Spark can read data from various file formats including JSON, CSV, and Parquet. Let's create sample files and read them.


In [12]:
import json
import pandas as pd
import os

os.makedirs("../data", exist_ok=True)

# Sample data
sample_data = [
    {"name": "Michael", "age": None},
    {"name": "Andy", "age": 30},
    {"name": "Justin", "age": 19},
]

with open("../data/people.json", "w") as f:
    for record in sample_data:
        f.write(json.dumps(record) + "\n")

pd.DataFrame(sample_data).to_csv("../data/people.csv", index=False)

In [13]:
df_json = spark.read.json("../data/people.json")
df_json.show()

+----+-------+
| age|   name|
+----+-------+
|NULL|Michael|
|  30|   Andy|
|  19| Justin|
+----+-------+



In [14]:
df_csv = (
    spark.read.option("header", "true")
    .option("inferSchema", "true")
    .csv("../data/people.csv")
)
df_csv.show()

+-------+----+
|   name| age|
+-------+----+
|Michael|NULL|
|   Andy|30.0|
| Justin|19.0|
+-------+----+



In [15]:
df_json.printSchema()

root
 |-- age: long (nullable = true)
 |-- name: string (nullable = true)



In [16]:
df_csv.printSchema()

root
 |-- name: string (nullable = true)
 |-- age: double (nullable = true)



## 4. Basic DataFrame Operations

Now let's explore fundamental DataFrame operations including selections, filtering, and transformations.


In [19]:
df = df_json
df.show()

+----+-------+
| age|   name|
+----+-------+
|NULL|Michael|
|  30|   Andy|
|  19| Justin|
+----+-------+



In [21]:
df.select("name").show()

+-------+
|   name|
+-------+
|Michael|
|   Andy|
| Justin|
+-------+



In [22]:
df.select(df["name"], df["age"] + 1).show()

+-------+---------+
|   name|(age + 1)|
+-------+---------+
|Michael|     NULL|
|   Andy|       31|
| Justin|       20|
+-------+---------+



In [25]:
df.filter(df["age"] > 21).show()

+---+----+
|age|name|
+---+----+
| 30|Andy|
+---+----+



In [26]:
df.groupBy(df["age"]).count().show()

+----+-----+
| age|count|
+----+-----+
|  19|    1|
|NULL|    1|
|  30|    1|
+----+-----+



In [27]:
df_with_adult = df.withColumn("is_adult", df["age"] >= 18)
df_with_adult.show()

+----+-------+--------+
| age|   name|is_adult|
+----+-------+--------+
|NULL|Michael|    NULL|
|  30|   Andy|    true|
|  19| Justin|    true|
+----+-------+--------+



In [28]:
df_renamed = df.withColumnRenamed("name", "full_name")
df_renamed.show()

+----+---------+
| age|full_name|
+----+---------+
|NULL|  Michael|
|  30|     Andy|
|  19|   Justin|
+----+---------+



In [30]:
df.orderBy("age").show()

+----+-------+
| age|   name|
+----+-------+
|NULL|Michael|
|  19| Justin|
|  30|   Andy|
+----+-------+



In [32]:
df.orderBy(df["age"].desc()).show()

+----+-------+
| age|   name|
+----+-------+
|  30|   Andy|
|  19| Justin|
|NULL|Michael|
+----+-------+



## 5. Practice Exercises

Now it's your turn!

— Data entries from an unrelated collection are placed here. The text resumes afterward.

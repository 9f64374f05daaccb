//! Signed off-chain orders and their canonical digest.

use crate::domain::primitives::{u256_dec, u256_to_be_bytes};
use crate::domain::signature::{recover_signer, OrderSignature, OrderSigner};
use crate::domain::{Address, Asset};
use primitive_types::{H256, U256};
use serde::{Deserialize, Serialize};
use sha2::{Digest, Sha256};

/// The terms a maker commits to.
///
/// `amount_get` of `token_get` is what the maker wants; `amount_give` of
/// `token_give` is what the maker offers in exchange.
#[derive(Debug, Clone, PartialEq, Eq, Hash, Serialize, Deserialize)]
#[serde(rename_all = "camelCase")]
pub struct Order {
    pub token_get: Asset,
    #[serde(with = "u256_dec")]
    pub amount_get: U256,
    pub token_give: Asset,
    #[serde(with = "u256_dec")]
    pub amount_give: U256,
    #[serde(with = "u256_dec")]
    pub expires: U256,
    #[serde(with = "u256_dec")]
    pub nonce: U256,
    pub maker: Address,
}

impl Order {
    /// SHA-256 over the packed tuple
    /// (ledger, tokenGet, amountGet, tokenGive, amountGive, expires, nonce).
    ///
    /// Addresses take 20 bytes, numbers 32 big-endian bytes. Binding the
    /// ledger address prevents replay against another deployment.
    pub fn digest(&self, ledger: Address) -> H256 {
        let mut hasher = Sha256::new();
        hasher.update(ledger.as_bytes());
        hasher.update(self.token_get.address().as_bytes());
        hasher.update(u256_to_be_bytes(&self.amount_get));
        hasher.update(self.token_give.address().as_bytes());
        hasher.update(u256_to_be_bytes(&self.amount_give));
        hasher.update(u256_to_be_bytes(&self.expires));
        hasher.update(u256_to_be_bytes(&self.nonce));
        H256::from_slice(&hasher.finalize())
    }

    /// Sign the order for `ledger` with the maker's key.
    pub fn sign(self, ledger: Address, signer: &OrderSigner) -> SignedOrder {
        let signature = signer.sign_digest(&self.digest(ledger).0);
        SignedOrder {
            order: self,
            signature,
        }
    }
}

/// An order together with the maker's signature over its digest.
#[derive(Debug, Clone, PartialEq, Eq, Hash, Serialize, Deserialize)]
#[serde(rename_all = "camelCase")]
pub struct SignedOrder {
    #[serde(flatten)]
    pub order: Order,
    #[serde(flatten)]
    pub signature: OrderSignature,
}

impl SignedOrder {
    pub fn digest(&self, ledger: Address) -> H256 {
        self.order.digest(ledger)
    }

    /// True when the signature recovers to the claimed maker.
    pub fn verify(&self, ledger: Address) -> bool {
        let digest = self.digest(ledger);
        match recover_signer(&digest.0, &self.signature) {
            Some(signer) => signer == self.order.maker,
            None => false,
        }
    }
}

#[cfg(test)]
mod tests {
    use super::*;

    fn sample_order(maker: Address) -> Order {
        Order {
            token_get: Asset::ETHER,
            amount_get: U256::from(20_000u64),
            token_give: Asset::token(Address::from_low_u64_be(0xaa)),
            amount_give: U256::from(100_000u64),
            expires: U256::from(100u64),
            nonce: U256::from(7u64),
            maker,
        }
    }

    #[test]
    fn test_digest_matches_packed_sha256() {
        let ledger = Address::from_low_u64_be(0x1234);
        let order = sample_order(Address::zero());

        let mut packed = Vec::new();
        packed.extend_from_slice(ledger.as_bytes());
        packed.extend_from_slice(&[0u8; 20]);
        packed.extend_from_slice(&u256_to_be_bytes(&U256::from(20_000u64)));
        packed.extend_from_slice(Address::from_low_u64_be(0xaa).as_bytes());
        packed.extend_from_slice(&u256_to_be_bytes(&U256::from(100_000u64)));
        packed.extend_from_slice(&u256_to_be_bytes(&U256::from(100u64)));
        packed.extend_from_slice(&u256_to_be_bytes(&U256::from(7u64)));
        assert_eq!(packed.len(), 20 * 3 + 32 * 4);

        let expected = H256::from_slice(&Sha256::digest(&packed));
        assert_eq!(order.digest(ledger), expected);
    }

    #[test]
    fn test_digest_binds_ledger_address() {
        let order = sample_order(Address::zero());
        assert_ne!(
            order.digest(Address::from_low_u64_be(1)),
            order.digest(Address::from_low_u64_be(2))
        );
    }

    #[test]
    fn test_signed_order_verifies_for_maker_only() {
        let signer = OrderSigner::from_seed("maker");
        let ledger = Address::from_low_u64_be(0x99);
        let signed = sample_order(signer.address()).sign(ledger, &signer);
        assert!(signed.verify(ledger));
        assert!(!signed.verify(Address::from_low_u64_be(0x98)));

        let mut forged = signed.clone();
        forged.order.maker = Address::from_low_u64_be(0x77);
        assert!(!forged.verify(ledger));
    }

    #[test]
    fn test_signed_order_json_is_flat() {
        let signer = OrderSigner::from_seed("maker");
        let signed = sample_order(signer.address()).sign(Address::zero(), &signer);
        let value = serde_json::to_value(&signed).unwrap();
        assert_eq!(value["amountGet"], "20000");
        assert!(value["v"].is_u64());
        assert!(value["r"].is_string());

        let back: SignedOrder = serde_json::from_value(value).unwrap();
        assert_eq!(back, signed);
    }
}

Complete these exercises to practice what you've learned.

### Exercise 1: Create Your Own DataFrame
Create a DataFrame with information about your favorite books including: title, author, year_published, and rating.


In [33]:
# Exercise 1: Create your books DataFrame here
# TODO: Create a DataFrame with at least 5 books
# Include columns: title, author, year_published, rating (1-5)

books_data = [
    ("Tom & Jerry", "Tom Babu", 2013, 1),
    ("Jinthak", "Jinthak Babu", 2014, 2),
    ("Chintul", "Chintul Babu", 2010, 3),
    ("Kifalo", "Kifalo Babu", 2020, 4),
    ("Chivulalu", "Chivulalu Babu", 2005, 5),
]
columns = ["title", "author", "year_published", "rating"]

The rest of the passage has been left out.